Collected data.
##############################
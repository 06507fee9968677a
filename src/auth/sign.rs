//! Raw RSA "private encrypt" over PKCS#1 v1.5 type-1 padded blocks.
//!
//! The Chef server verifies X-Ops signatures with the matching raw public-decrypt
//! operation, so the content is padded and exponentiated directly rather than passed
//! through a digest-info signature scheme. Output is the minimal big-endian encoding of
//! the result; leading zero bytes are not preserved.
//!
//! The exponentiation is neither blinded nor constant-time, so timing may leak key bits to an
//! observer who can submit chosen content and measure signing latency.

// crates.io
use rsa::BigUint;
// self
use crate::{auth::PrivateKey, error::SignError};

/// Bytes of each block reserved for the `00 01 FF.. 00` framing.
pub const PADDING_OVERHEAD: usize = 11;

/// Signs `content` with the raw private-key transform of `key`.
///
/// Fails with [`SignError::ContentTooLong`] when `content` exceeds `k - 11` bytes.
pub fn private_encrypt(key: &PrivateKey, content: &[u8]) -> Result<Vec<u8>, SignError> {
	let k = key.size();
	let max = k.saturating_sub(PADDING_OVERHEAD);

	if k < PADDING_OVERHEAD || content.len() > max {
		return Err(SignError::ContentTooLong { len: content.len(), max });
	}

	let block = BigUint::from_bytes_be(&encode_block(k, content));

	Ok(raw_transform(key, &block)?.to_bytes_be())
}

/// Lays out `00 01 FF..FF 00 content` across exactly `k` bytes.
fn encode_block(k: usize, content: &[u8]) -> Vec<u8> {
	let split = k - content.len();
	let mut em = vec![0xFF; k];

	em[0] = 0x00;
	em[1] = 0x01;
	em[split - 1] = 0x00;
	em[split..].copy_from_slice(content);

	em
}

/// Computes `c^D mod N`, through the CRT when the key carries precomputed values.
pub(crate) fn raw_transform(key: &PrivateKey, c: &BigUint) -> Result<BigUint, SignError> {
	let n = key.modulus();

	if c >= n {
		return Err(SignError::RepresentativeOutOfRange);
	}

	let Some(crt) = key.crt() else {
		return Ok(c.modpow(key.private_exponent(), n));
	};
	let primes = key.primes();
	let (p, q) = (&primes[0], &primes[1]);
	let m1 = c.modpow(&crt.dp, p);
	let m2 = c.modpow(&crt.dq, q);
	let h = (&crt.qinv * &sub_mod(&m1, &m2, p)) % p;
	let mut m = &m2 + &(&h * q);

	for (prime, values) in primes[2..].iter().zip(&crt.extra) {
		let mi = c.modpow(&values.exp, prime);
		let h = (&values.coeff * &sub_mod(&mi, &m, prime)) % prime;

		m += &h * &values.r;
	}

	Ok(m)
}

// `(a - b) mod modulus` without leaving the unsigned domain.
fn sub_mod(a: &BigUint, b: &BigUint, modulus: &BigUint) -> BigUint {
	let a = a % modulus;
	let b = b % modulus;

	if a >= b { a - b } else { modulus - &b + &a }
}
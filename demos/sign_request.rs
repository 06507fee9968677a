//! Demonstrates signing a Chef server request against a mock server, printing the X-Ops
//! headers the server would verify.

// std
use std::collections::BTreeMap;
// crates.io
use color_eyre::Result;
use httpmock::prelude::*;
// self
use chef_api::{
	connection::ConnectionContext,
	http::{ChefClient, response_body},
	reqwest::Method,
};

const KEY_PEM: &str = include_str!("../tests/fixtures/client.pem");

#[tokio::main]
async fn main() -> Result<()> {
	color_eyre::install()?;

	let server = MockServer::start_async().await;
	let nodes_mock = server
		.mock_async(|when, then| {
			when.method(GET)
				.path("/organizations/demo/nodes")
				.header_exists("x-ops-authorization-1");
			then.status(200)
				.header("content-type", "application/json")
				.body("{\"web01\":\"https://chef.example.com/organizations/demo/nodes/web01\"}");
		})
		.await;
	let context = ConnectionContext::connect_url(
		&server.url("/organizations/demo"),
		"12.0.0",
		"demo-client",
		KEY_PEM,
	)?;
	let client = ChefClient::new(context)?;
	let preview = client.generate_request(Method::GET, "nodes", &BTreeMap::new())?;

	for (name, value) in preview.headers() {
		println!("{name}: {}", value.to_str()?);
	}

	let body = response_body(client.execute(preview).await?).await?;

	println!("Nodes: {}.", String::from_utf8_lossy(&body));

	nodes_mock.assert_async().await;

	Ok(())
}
##############################
Instructions to follow.
Copy out each record, keeping every word as it is.

Result of the task.
repository 06507fee9968677a
filename src/auth/sign.rs
//! Raw RSA "private encrypt" over PKCS#1 v1.5 type-1 padded blocks.
//!
//! The Chef server verifies X-Ops signatures with the matching raw public-decrypt
//! operation, so the content is padded and exponentiated directly rather than passed
//! through a digest-info signature scheme. Output is the minimal big-endian encoding of
//! the result; leading zero bytes are not preserved.
//!
//! The exponentiation is neither blinded nor constant-time, so timing may leak key bits to an
//! observer who can submit chosen content and measure signing latency.

// crates.io
use rsa::BigUint;
// self
use crate::{auth::PrivateKey, error::SignError};

/// Bytes of each block reserved for the `00 01 FF.. 00` framing.
pub const PADDING_OVERHEAD: usize = 11;

/// Signs `content` with the raw private-key transform of `key`.
///
/// Fails with [`SignError::ContentTooLong`] when `content` exceeds `k - 11` bytes.
pub fn private_encrypt(key: &PrivateKey, content: &[u8]) -> Result<Vec<u8>, SignError> {
	let k = key.size();
	let max = k.saturating_sub(PADDING_OVERHEAD);

	if k < PADDING_OVERHEAD || content.len() > max {
		return Err(SignError::ContentTooLong { len: content.len(), max });
	}

	let block = BigUint::from_bytes_be(&encode_block(k, content));

	Ok(raw_transform(key, &block)?.to_bytes_be())
}

/// Lays out `00 01 FF..FF 00 content` across exactly `k` bytes.
fn encode_block(k: usize, content: &[u8]) -> Vec<u8> {
	let split = k - content.len();
	let mut em = vec![0xFF; k];

	em[0] = 0x00;
	em[1] = 0x01;
	em[split - 1] = 0x00;
	em[split..].copy_from_slice(content);

	em
}

/// Computes `c^D mod N`, through the CRT when the key carries precomputed values.
pub(crate) fn raw_transform(key: &PrivateKey, c: &BigUint) -> Result<BigUint, SignError> {
	let n = key.modulus();

	if c >= n {
		return Err(SignError::RepresentativeOutOfRange);
	}

	let Some(crt) = key.crt() else {
		return Ok(c.modpow(key.private_exponent(), n));
	};
	let primes = key.primes();
	let (p, q) = (&primes[0], &primes[1]);
	let m1 = c.modpow(&crt.dp, p);
	let m2 = c.modpow(&crt.dq, q);
	let h = (&crt.qinv * &sub_mod(&m1, &m2, p)) % p;
	let mut m = &m2 + &(&h * q);

	for (prime, values) in primes[2..].iter().zip(&crt.extra) {
		let mi = c.modpow(&values.exp, prime);
		let h = (&values.coeff * &sub_mod(&mi, &m, prime)) % prime;

		m += &h * &values.r;
	}

	Ok(m)
}

// `(a - b) mod modulus` without leaving the unsigned domain.
fn sub_mod(a: &BigUint, b: &BigUint, modulus: &BigUint) -> BigUint {
	let a = a % modulus;
	let b = b % modulus;

	if a >= b { a - b } else { modulus - &b + &a }
}
filename demos/sign_request.rs
repository 06507fee9968677a
//! Demonstrates signing a Chef server request against a mock server, printing the X-Ops
//! headers the server would verify.

// std
use std::collections::BTreeMap;
// crates.io
use color_eyre::Result;
use httpmock::prelude::*;
// self
use chef_api::{
	connection::ConnectionContext,
	http::{ChefClient, response_body},
	reqwest::Method,
};

const KEY_PEM: &str = include_str!("../tests/fixtures/client.pem");

#[tokio::main]
async fn main() -> Result<()> {
	color_eyre::install()?;

	let server = MockServer::start_async().await;
	let nodes_mock = server
		.mock_async(|when, then| {
			when.method(GET)
				.path("/organizations/demo/nodes")
				.header_exists("x-ops-authorization-1");
			then.status(200)
				.header("content-type", "application/json")
				.body("{\"web01\":\"https://chef.example.com/organizations/demo/nodes/web01\"}");
		})
		.await;
	let context = ConnectionContext::connect_url(
		&server.url("/organizations/demo"),
		"12.0.0",
		"demo-client",
		KEY_PEM,
	)?;
	let client = ChefClient::new(context)?;
	let preview = client.generate_request(Method::GET, "nodes", &BTreeMap::new())?;

	for (name, value) in preview.headers() {
		println!("{name}: {}", value.to_str()?);
	}

	let body = response_body(client.execute(preview).await?).await?;

	println!("Nodes: {}.", String::from_utf8_lossy(&body));

	nodes_mock.assert_async().await;

	Ok(())
}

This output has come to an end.